Basiliximab is a monoclonal antibody that binds to the alpha subunit (CD(25)) of the interleukin-2 receptor of activated T lymphocytes. The advantage of basiliximab in organ transplantation is the reduce possibility to calcineurin inhibitor dosages to avoid nephrotoxicity. Basiliximab has significantly reduced the incidence of acute rejection (AR) in renal transplant recipients; however, the results are uncertain in liver transplantation (LT). The objective of this investigation was to assess the effect of basiliximab to prevent AR in the first 6 months after pediatric LT. From March 2000 to October 2001, 32 recipients of a primary orthotopic cadaveric or living donor LT were given basiliximab by intravenous bolus injection on the day of transplantation (day 0) and on day 4. Four children who received one dose were excluded from the study. The rate and the intensity of AR episodes, the incidence of chronic rejection, serum creatinine level, incidence of infections, adverse side effects, and daily oral dosage of cyclosporine (Neoral) to maintain the target blood level of 850 to 1000 mg/dL at C2, 2 hours after the administration, were analyzed in the remaining 28 recipients.

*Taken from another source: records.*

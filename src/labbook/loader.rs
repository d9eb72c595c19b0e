//! Filesystem loader for LabBooks

use crate::cache::{CacheKey, ObjectLoader};
use crate::error::{LabError, LabResult};
use crate::labbook::{labbook_dir, metadata_path, LabBook, Metadata, METADATA_DIR};
use async_trait::async_trait;
use chrono::Utc;
use std::path::{Path, PathBuf};
use tokio::fs;
use tracing::{debug, info};

/// Maximum LabBook name length
const MAX_NAME_LEN: usize = 100;

/// Loads LabBooks from `<working_dir>/<username>/<owner>/labbooks/<name>`
#[derive(Debug, Clone)]
pub struct FsLabBookLoader {
    working_dir: PathBuf,
}

impl FsLabBookLoader {
    pub fn new(working_dir: impl Into<PathBuf>) -> Self {
        Self {
            working_dir: working_dir.into(),
        }
    }

    pub fn working_dir(&self) -> &Path {
        &self.working_dir
    }

    /// Create a new LabBook on disk and return it
    pub async fn create(
        &self,
        username: &str,
        owner: &str,
        name: &str,
        description: &str,
    ) -> LabResult<LabBook> {
        validate_name(name)?;
        validate_name(owner)?;

        let root = labbook_dir(&self.working_dir, username, owner, name);
        if root.exists() {
            return Err(LabError::LabBookExists(format!("{}/{}", owner, name)));
        }

        fs::create_dir_all(root.join(METADATA_DIR))
            .await
            .map_err(|e| LabError::io(format!("creating {}", root.display()), e))?;

        let metadata = Metadata {
            name: name.to_string(),
            description: description.to_string(),
            created_on: Utc::now(),
        };
        let path = metadata_path(&root);
        fs::write(&path, serde_json::to_string_pretty(&metadata)?)
            .await
            .map_err(|e| LabError::io(format!("writing {}", path.display()), e))?;

        info!("Created LabBook {}/{} at {}", owner, name, root.display());
        Ok(LabBook {
            owner: owner.to_string(),
            name: name.to_string(),
            description: metadata.description,
            created_on: metadata.created_on,
            root,
        })
    }
}

#[async_trait]
impl ObjectLoader for FsLabBookLoader {
    type Object = LabBook;

    async fn load(&self, key: &CacheKey) -> LabResult<LabBook> {
        let root = labbook_dir(&self.working_dir, key.username(), key.owner(), key.name());
        debug!("Loading LabBook {} from {}", key, root.display());

        if !root.is_dir() {
            return Err(LabError::LabBookNotFound(format!(
                "{}/{}",
                key.owner(),
                key.name()
            )));
        }

        let metadata = read_metadata(&root).await?;
        if metadata.name != key.name() {
            return Err(LabError::CorruptState {
                path: root,
                reason: format!(
                    "metadata names LabBook `{}`, expected `{}`",
                    metadata.name,
                    key.name()
                ),
            });
        }

        Ok(LabBook {
            owner: key.owner().to_string(),
            name: metadata.name,
            description: metadata.description,
            created_on: metadata.created_on,
            root,
        })
    }
}

/// Read and parse the metadata file of the LabBook rooted at `root`
pub(crate) async fn read_metadata(root: &Path) -> LabResult<Metadata> {
    let path = metadata_path(root);
    let content = fs::read_to_string(&path)
        .await
        .map_err(|e| LabError::CorruptState {
            path: root.to_path_buf(),
            reason: format!("cannot read {}: {}", path.display(), e),
        })?;

    serde_json::from_str(&content).map_err(|e| LabError::CorruptState {
        path: root.to_path_buf(),
        reason: format!("cannot parse {}: {}", path.display(), e),
    })
}

/// Names become path components and parts of image names
fn validate_name(name: &str) -> LabResult<()> {
    let invalid = |reason: &str| {
        Err(LabError::InvalidName {
            name: name.to_string(),
            reason: reason.to_string(),
        })
    };

    if name.is_empty() {
        return invalid("name is empty");
    }
    if name.len() > MAX_NAME_LEN {
        return invalid("name is too long");
    }
    if name.starts_with('-') || name.starts_with('.') {
        return invalid("name must start with a letter or digit");
    }
    if !name
        .chars()
        .all(|c| c.is_ascii_alphanumeric() || c == '-' || c == '_')
    {
        return invalid("only letters, digits, `-` and `_` are allowed");
    }
    Ok(())
}
//! Opaque, order-preserving cursors

use crate::error::{LabError, LabResult};
use base64::engine::general_purpose::STANDARD as BASE64;
use base64::Engine;
use serde::{Deserialize, Serialize};
use std::fmt;

/// What a cursor position counts
#[derive(Debug, Clone, Copy, PartialEq, Eq)]
pub enum CursorKind {
    /// Zero-based index into a materialized sequence
    Offset,
    /// Zero-based page number of a remote listing
    Page,
}

impl CursorKind {
    fn tag(self) -> &'static str {
        match self {
            CursorKind::Offset => "offset",
            CursorKind::Page => "page",
        }
    }
}

/// Opaque cursor handed to API clients
///
/// Encodes a kind and a position. Decoding checks the kind, so a cursor
/// issued by a local connection is rejected by a remote one and vice versa.
#[derive(Debug, Clone, PartialEq, Eq, Hash, Serialize, Deserialize)]
#[serde(transparent)]
pub struct Cursor(String);

impl Cursor {
    /// Encode a position
    pub fn encode(kind: CursorKind, position: usize) -> Self {
        Self(BASE64.encode(format!("{}:{}", kind.tag(), position)))
    }

    /// Cursor for an item index in a local sequence
    pub fn offset(index: usize) -> Self {
        Self::encode(CursorKind::Offset, index)
    }

    /// Cursor for a remote page number
    pub fn page(page: usize) -> Self {
        Self::encode(CursorKind::Page, page)
    }

    /// Decode the position, requiring the cursor to be of `kind`
    pub fn decode(&self, kind: CursorKind) -> LabResult<usize> {
        let bytes = BASE64
            .decode(self.0.as_bytes())
            .map_err(|_| LabError::InvalidCursor(self.0.clone()))?;
        let text = String::from_utf8(bytes).map_err(|_| LabError::InvalidCursor(self.0.clone()))?;

        let (tag, position) = text
            .split_once(':')
            .ok_or_else(|| LabError::InvalidCursor(self.0.clone()))?;
        if tag != kind.tag() {
            return Err(LabError::InvalidCursor(format!(
                "{} is a {} cursor, expected a {} cursor",
                self.0,
                tag,
                kind.tag()
            )));
        }

        position
            .parse()
            .map_err(|_| LabError::InvalidCursor(self.0.clone()))
    }

    /// The encoded form
    pub fn as_str(&self) -> &str {
        &self.0
    }
}

impl From<String> for Cursor {
    fn from(value: String) -> Self {
        Self(value)
    }
}

impl From<&str> for Cursor {
    fn from(value: &str) -> Self {
        Self(value.to_string())
    }
}

impl fmt::Display for Cursor {
    fn fmt(&self, f: &mut fmt::Formatter<'_>) -> fmt::Result {
        f.write_str(&self.0)
    }
}

#[cfg(test)]
mod tests {
    use super::*;

    #[test]
    fn offset_cursor_decodes_to_index() {
        let cursor = Cursor::offset(42);
        assert_eq!(cursor.decode(CursorKind::Offset).unwrap(), 42);
    }

    #[test]
    fn cursor_is_opaque_base64() {
        assert_eq!(Cursor::page(0).as_str(), "cGFnZTow");
    }

    #[test]
    fn kind_mismatch_is_rejected() {
        let err = Cursor::page(3).decode(CursorKind::Offset).unwrap_err();
        assert!(matches!(err, LabError::InvalidCursor(_)));
    }

    #[test]
    fn garbage_is_rejected() {
        for raw in ["not base64!", "MA==", "b2Zmc2V0OmFiYw=="] {
            let err = Cursor::from(raw).decode(CursorKind::Offset).unwrap_err();
            assert!(matches!(err, LabError::InvalidCursor(_)), "{}", raw);
        }
    }
}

Results were compared to those obtained from a matched historical group (n = 28) of similar age, weight, and hepatic diseases distribution. None of the analyzed parameters was statistically significant (P >.05) except for the daily oral dose of cyclosporine (7 to 13 mg/kg/dose, P <.05). In our series, the addition of basiliximab to the immunosuppressive therapy did not reduce the incidence of AR in pediatric LT.